After 30 seconds and CPR he is revived. But some are not as fortunate.
"Window cords are killing innocent children at the rate of one child every two weeks. It's the third leading cause in daycares," says Wes Nagara.
It's a statistic he and his family learned the hardest way possible. His bubbly, beautiful 2-year-old baby girl Isabella became a victim in 2009.
"My wife - it was summertime - she took both children, Paul and Isabella, and put them for an afternoon nap," Wes says. "She went into Isabella's room to check on her.
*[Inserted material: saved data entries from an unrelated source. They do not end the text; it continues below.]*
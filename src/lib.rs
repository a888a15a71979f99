pub mod buckets;
pub mod config;
pub mod console;
pub mod directory;
pub mod logging;
pub mod model;
pub mod remote;
pub mod session_store;
pub mod tui;
mod tui_shell;
use super::*;

impl ApiClient {
    /// `POST /login` with `{email}`. Returns the raw response body.
    pub fn login(&self, email: &str) -> Result<Value, ApiError> {
        self.send(
            Method::POST,
            "/login",
            Some(&serde_json::json!({ "email": email })),
        )
    }
}
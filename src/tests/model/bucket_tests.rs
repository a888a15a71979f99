use super::*;
use serde_json::json;

#[test]
fn listing_entries_prefer_name_then_namespace_then_string_form() {
    let body = json!({
        "buckets": [
            { "name": "alpha", "storageNamespace": "ns" },
            { "storageNamespace": "ns-only" },
            "bare-string",
            { "name": "", "storageNamespace": "ns-fallback" },
            { "size": 3 },
        ]
    });
    let names: Vec<String> = normalize_bucket_list(&body)
        .into_iter()
        .map(|b| b.name)
        .collect();
    assert_eq!(
        names,
        vec![
            "alpha".to_string(),
            "ns-only".to_string(),
            "bare-string".to_string(),
            "ns-fallback".to_string(),
            r#"{"size":3}"#.to_string(),
        ]
    );
}

#[test]
fn missing_buckets_field_is_empty() {
    assert!(normalize_bucket_list(&json!({})).is_empty());
    assert!(normalize_bucket_list(&json!({ "buckets": {} })).is_empty());
}
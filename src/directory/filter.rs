use super::*;

/// Group name prefixes that mark a group as administrative.
pub const ADMIN_GROUP_PREFIXES: [&str; 2] = ["oci-administrators", "gcp-administrators"];

/// Extracts `memberOf` from a `/user/groups` body. A missing or non-array
/// field yields an empty list; entries that are not member objects are
/// skipped.
pub fn parse_memberships(body: &Value) -> Vec<GroupMember> {
    let Some(entries) = body.get("memberOf").and_then(Value::as_array) else {
        return Vec::new();
    };
    entries
        .iter()
        .filter_map(|entry| serde_json::from_value(entry.clone()).ok())
        .collect()
}

fn normalized(s: Option<&str>) -> String {
    s.unwrap_or("").trim().to_lowercase()
}

pub fn is_admin_group(member: &GroupMember) -> bool {
    let name = normalized(member.display_name.as_deref());
    let id = normalized(member.id.as_deref());
    ADMIN_GROUP_PREFIXES
        .iter()
        .any(|prefix| name.starts_with(prefix) || id.starts_with(prefix))
}

/// Keeps administrative groups, preserving order.
pub fn filter_admin_groups(members: Vec<GroupMember>) -> Vec<GroupMember> {
    members.into_iter().filter(is_admin_group).collect()
}

/// Case-insensitive substring match over display name and id. An empty
/// needle matches everything.
pub fn matches_filter(member: &GroupMember, needle: &str) -> bool {
    if needle.is_empty() {
        return true;
    }
    let needle = needle.to_lowercase();
    let name = member.display_name.as_deref().unwrap_or("").to_lowercase();
    let id = member.id.as_deref().unwrap_or("").to_lowercase();
    name.contains(&needle) || id.contains(&needle)
}

#[cfg(test)]
#[path = "../tests/directory/filter_tests.rs"]
mod tests;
As she opened the door she found her strangled on the cord lifeless."
Since then Wes and his brother Ron have been on a crusade to inform consumers of the dangers that blinds cords pose to young children.
Their efforts led to a recall by the Consumer Product Safety Commission and the company "Blinds Express of Livonia" of 139,000 custom-made vertical blinds that have an adjustment cord that forms a loop that is not attached to the wall or floor.
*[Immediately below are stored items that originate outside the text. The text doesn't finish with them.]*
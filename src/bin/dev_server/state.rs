use super::*;

pub(super) const DEV_TOKEN_PREFIX: &str = "dev-token-for-";

pub(super) struct AppState {
    pub(super) groups: Vec<Value>,
    /// Bucket name → compartment it was created in.
    pub(super) buckets: RwLock<BTreeMap<String, String>>,
}

fn group(id: &str, display_name: &str, kind: &str) -> Value {
    serde_json::json!({
        "id": id,
        "displayName": display_name,
        "odata_type": kind,
    })
}

pub(super) fn default_groups() -> Vec<Value> {
    vec![
        group(
            "0b1f4c2e-oci-admins",
            "OCI-Administrators-cp-infra-dev",
            "#microsoft.graph.group",
        ),
        group(
            "7d9a11b0-gcp-admins",
            "GCP-Administrators-cp-data-prod",
            "#microsoft.graph.group",
        ),
        group("3c5e8f21-eng", "Engineering", "#microsoft.graph.group"),
        group(
            "62e90394-global-reader",
            "Global Reader",
            "#microsoft.graph.directoryRole",
        ),
    ]
}

pub(super) fn parse_group_arg(raw: &str) -> Result<Value> {
    let (id, name) = raw
        .split_once('=')
        .with_context(|| format!("invalid --group '{}' (expected id=displayName)", raw))?;
    Ok(group(id.trim(), name.trim(), "#microsoft.graph.group"))
}

/// Extracts the `cp-...` compartment token from a group label.
pub(super) fn compartment_from_label(label: &str) -> Option<String> {
    static RE: std::sync::OnceLock<regex::Regex> = std::sync::OnceLock::new();
    let re = RE.get_or_init(|| {
        regex::Regex::new(r"(?i)(cp[-_][A-Za-z0-9\-_]+)").expect("compartment pattern compiles")
    });
    re.captures(label).map(|c| c[1].to_string())
}

/// Trims and drops empty or placeholder values (`null`, `none`, `undefined`).
pub(super) fn sanitize(val: Option<&str>) -> Option<String> {
    let v = val?.trim();
    if v.is_empty() || matches!(v.to_lowercase().as_str(), "null" | "none" | "undefined") {
        return None;
    }
    Some(v.to_string())
}
//! Group directory: the fetch lifecycle and selection state of the caller's
//! administrative groups.
//!
//! Notifications are returned as [`DirectoryEvent`] values from the operations
//! that produce them; the caller decides what a selection change or an auth
//! failure means for the rest of the console.

use std::collections::BTreeSet;
use std::sync::mpsc::Sender;

use serde_json::Value;
use tracing::{debug, info, warn};

use crate::model::GroupMember;
use crate::remote::{ApiClient, ApiError, CancelToken};

mod fetch;
pub use self::fetch::{FetchReport, FetchTicket};
mod filter;
pub use self::filter::{
    ADMIN_GROUP_PREFIXES, filter_admin_groups, is_admin_group, matches_filter, parse_memberships,
};
mod selection;

pub const AUTH_ERROR_MESSAGE: &str = "not authorized, please log in again";

#[derive(Clone, Copy, Debug, PartialEq, Eq)]
pub enum SelectMode {
    Single,
    Multi,
}

#[derive(Clone, Debug, PartialEq, Eq)]
pub enum FetchState {
    Idle,
    Loading,
    Loaded,
    Errored(String),
}

/// What the caller sees of the selection.
#[derive(Clone, Debug, PartialEq, Eq)]
pub enum Selection {
    /// Single-select: the chosen member, if it is still in the list.
    Single(Option<GroupMember>),
    /// Multi-select: chosen members in list order.
    Multi(Vec<GroupMember>),
}

#[derive(Clone, Debug, PartialEq, Eq)]
pub enum DirectoryEvent {
    SelectionChanged(Selection),
    AuthFailed,
}

#[derive(Debug)]
pub struct GroupDirectory {
    mode: SelectMode,
    state: FetchState,
    members: Vec<GroupMember>,
    selected: BTreeSet<String>,
    filter: String,
    in_flight: Option<FetchTicket>,
    next_ticket: u64,
    reports_auth: bool,
    loaded_once: bool,
}

impl GroupDirectory {
    pub fn new(mode: SelectMode) -> Self {
        Self {
            mode,
            state: FetchState::Idle,
            members: Vec::new(),
            selected: BTreeSet::new(),
            filter: String::new(),
            in_flight: None,
            next_ticket: 0,
            reports_auth: false,
            loaded_once: false,
        }
    }

    /// Emit [`DirectoryEvent::AuthFailed`] on 401/403 instead of only
    /// logging the failure.
    pub fn with_auth_handler(mut self) -> Self {
        self.reports_auth = true;
        self
    }

    pub fn mode(&self) -> SelectMode {
        self.mode
    }

    pub fn state(&self) -> &FetchState {
        &self.state
    }

    pub fn is_loading(&self) -> bool {
        self.state == FetchState::Loading
    }

    pub fn error(&self) -> Option<&str> {
        match &self.state {
            FetchState::Errored(msg) => Some(msg),
            _ => None,
        }
    }

    /// The full filtered list from the last successful fetch.
    pub fn members(&self) -> &[GroupMember] {
        &self.members
    }

    /// Drops members, selection and filter; cancels any fetch in flight.
    pub fn reset(&mut self) {
        self.cancel();
        self.members.clear();
        self.selected.clear();
        self.filter.clear();
        self.state = FetchState::Idle;
        self.loaded_once = false;
    }

    fn settled_state(&self) -> FetchState {
        if self.loaded_once {
            FetchState::Loaded
        } else {
            FetchState::Idle
        }
    }
}
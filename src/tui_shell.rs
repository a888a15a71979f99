use std::io::{self, IsTerminal};
use std::sync::mpsc::{self, Receiver, Sender};
use std::time::Duration;

use anyhow::{Context, Result};
use crossterm::event::{self, Event, KeyCode, KeyEvent, KeyEventKind, KeyModifiers};
use crossterm::execute;
use crossterm::terminal::{
    EnterAlternateScreen, LeaveAlternateScreen, disable_raw_mode, enable_raw_mode,
};
use ratatui::Terminal;
use ratatui::backend::CrosstermBackend;
use ratatui::layout::{Constraint, Direction, Layout, Rect};
use ratatui::style::{Color, Modifier, Style};
use ratatui::text::{Line, Span};
use ratatui::widgets::{Block, Borders, List, ListItem, ListState, Paragraph, Wrap};
use time::OffsetDateTime;

use crate::buckets::ActionOutcome;
use crate::console::{BucketAction, Console, Screen};
use crate::directory::{FetchReport, FetchState, SelectMode};
use crate::remote::ApiClient;
use crate::session_store::SessionStore;
use crate::tui::TuiRunOptions;

mod input;
use input::Input;

mod keys;
mod modal;
use modal::Modal;
mod render;

pub(crate) fn run_with_options(opts: TuiRunOptions) -> Result<()> {
    if !io::stdin().is_terminal() || !io::stdout().is_terminal() {
        anyhow::bail!("the console requires an interactive terminal (TTY)");
    }

    let mut app = App::load(&opts)?;

    let mut stdout = io::stdout();
    enable_raw_mode().context("enable raw mode")?;
    execute!(stdout, EnterAlternateScreen).context("enter alternate screen")?;

    let backend = CrosstermBackend::new(stdout);
    let mut terminal = Terminal::new(backend).context("create terminal")?;
    terminal.clear().ok();

    let res = run_loop(&mut terminal, &mut app);

    app.console.cancel_group_fetch();
    disable_raw_mode().ok();
    execute!(terminal.backend_mut(), LeaveAlternateScreen).ok();
    terminal.show_cursor().ok();

    res
}

/// Work deferred by one frame so the busy state is drawn before a blocking
/// call.
#[derive(Debug)]
enum Pending {
    Login(String),
    Bucket(BucketAction),
}

struct StatusLine {
    ts: OffsetDateTime,
    text: String,
    error: bool,
}

struct App {
    console: Console,
    fetch_tx: Sender<FetchReport>,
    fetch_rx: Receiver<FetchReport>,
    last_screen: Option<Screen>,

    email: Input,
    filter: Input,
    filtering: bool,
    group_cursor: usize,
    bucket_cursor: usize,

    modal: Option<Modal>,
    pending: Option<Pending>,
    status: Option<StatusLine>,
    quit: bool,
}

impl App {
    fn load(opts: &TuiRunOptions) -> Result<Self> {
        let cfg = &opts.config;
        let store = SessionStore::open(&cfg.state_dir);
        let api = ApiClient::new(&cfg.base_url)?;
        let mode = if cfg.multi_select {
            SelectMode::Multi
        } else {
            SelectMode::Single
        };
        let mut console = Console::new(store, api, mode);
        console.restore().context("restore session")?;

        let (fetch_tx, fetch_rx) = mpsc::channel();
        Ok(Self {
            console,
            fetch_tx,
            fetch_rx,
            last_screen: None,
            email: Input::default(),
            filter: Input::default(),
            filtering: false,
            group_cursor: 0,
            bucket_cursor: 0,
            modal: None,
            pending: None,
            status: None,
            quit: false,
        })
    }

    fn busy(&self) -> bool {
        self.pending.is_some() || self.console.panel().is_some_and(|p| p.is_busy())
    }

    fn set_status(&mut self, text: impl Into<String>) {
        self.status = Some(StatusLine {
            ts: OffsetDateTime::now_utc(),
            text: text.into(),
            error: false,
        });
    }

    fn set_error(&mut self, text: impl Into<String>) {
        self.status = Some(StatusLine {
            ts: OffsetDateTime::now_utc(),
            text: text.into(),
            error: true,
        });
    }

    /// Starts or cancels the group fetch when the screen changes.
    fn sync_screen(&mut self) {
        let screen = self.console.screen();
        if self.last_screen == Some(screen) {
            return;
        }
        if self.last_screen == Some(Screen::Groups) {
            self.console.cancel_group_fetch();
        }
        match screen {
            Screen::Groups => {
                self.group_cursor = 0;
                self.console.spawn_group_fetch(self.fetch_tx.clone());
            }
            Screen::Buckets => {
                self.bucket_cursor = 0;
            }
            Screen::Login => {
                self.filter.clear();
                self.filtering = false;
                self.modal = None;
            }
        }
        self.last_screen = Some(screen);
    }

    fn drain_fetch_reports(&mut self) {
        while let Ok(report) = self.fetch_rx.try_recv() {
            self.console.apply_fetch_report(report);
        }
        let visible = self.console.directory().visible().len();
        self.group_cursor = self.group_cursor.min(visible.saturating_sub(1));
    }

    fn refresh_groups(&mut self) {
        self.console.spawn_group_fetch(self.fetch_tx.clone());
    }

    fn run_pending(&mut self, pending: Pending) {
        match pending {
            Pending::Login(email) => {
                if self.console.login(&email) {
                    self.email.clear();
                    let who = self
                        .console
                        .session()
                        .map(|s| s.email.clone())
                        .unwrap_or_default();
                    self.set_status(format!("signed in as {}", who));
                }
            }
            Pending::Bucket(action) => {
                let Some(outcome) = self.console.run_bucket_action(action) else {
                    self.set_error("no group selected");
                    return;
                };
                match outcome {
                    ActionOutcome::Dismissed => {}
                    ActionOutcome::Completed => self.set_status("done"),
                    ActionOutcome::Rejected(msg) => self.set_error(msg),
                    ActionOutcome::Failed(_) => self.set_error("action failed (see log)"),
                    ActionOutcome::Unauthorized(_) => {
                        self.set_error("session rejected by the server; log in again")
                    }
                }
                let n = self.console.panel().map(|p| p.buckets().len()).unwrap_or(0);
                self.bucket_cursor = self.bucket_cursor.min(n.saturating_sub(1));
            }
        }
    }
}

fn run_loop(terminal: &mut Terminal<CrosstermBackend<io::Stdout>>, app: &mut App) -> Result<()> {
    loop {
        app.sync_screen();
        app.drain_fetch_reports();
        app.sync_screen();

        terminal
            .draw(|f| render::draw(f, app))
            .context("draw")?;
        if app.quit {
            return Ok(());
        }

        if let Some(pending) = app.pending.take() {
            app.run_pending(pending);
            continue;
        }

        if event::poll(Duration::from_millis(50)).context("poll")? {
            match event::read().context("read event")? {
                Event::Key(k) if k.kind == KeyEventKind::Press => keys::handle_key(app, k),
                _ => {}
            }
        }
    }
}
"That's what the CPSC and the industry would consider safe," Wes says when talking about non-connected blind adjustment cords. "But these right here, they tangle a lot of times, recreating the loop - so now the loop is created and children can hang on these."
"The CPSC identifies this as top 5 home hazard window," says Ron. "Ultimately when consumers are purchasing blinds and different types of products the sellers are not disclosing a well know danger."
Now, the Nagara's are trying to get action on a state level, with a bill sitting in the house right now.
"The first part is to have a requirement on licensing for day care facilities to actually go by and verify that they do not have blinds with cords in their facility," says Ron. "The other part of the bill is - when there is an installation of window blinds in the home that they have some sort of cleat or some sort of physical component where the cord can actually be wrapped up."
"I owe this to Isabella and other children to try and do everything I can in my power to prevent this from happening again," says Wes.
The bill for Isabella's law has been sitting in the house, in the Government Operations Committee, waiting for consideration since the beginning of the year.
We tried contacting the committee chair, Representative Jim Stamas of Midland. We called Representative Stamas twice, we haven't heard back.
To go along with National Blind Cord Awareness Month, which is October, Oakland County Executive L. Brooks Patterson along with State Senator Mike Kowall issued an Executive Order also indentifying the month as Isabella safety month.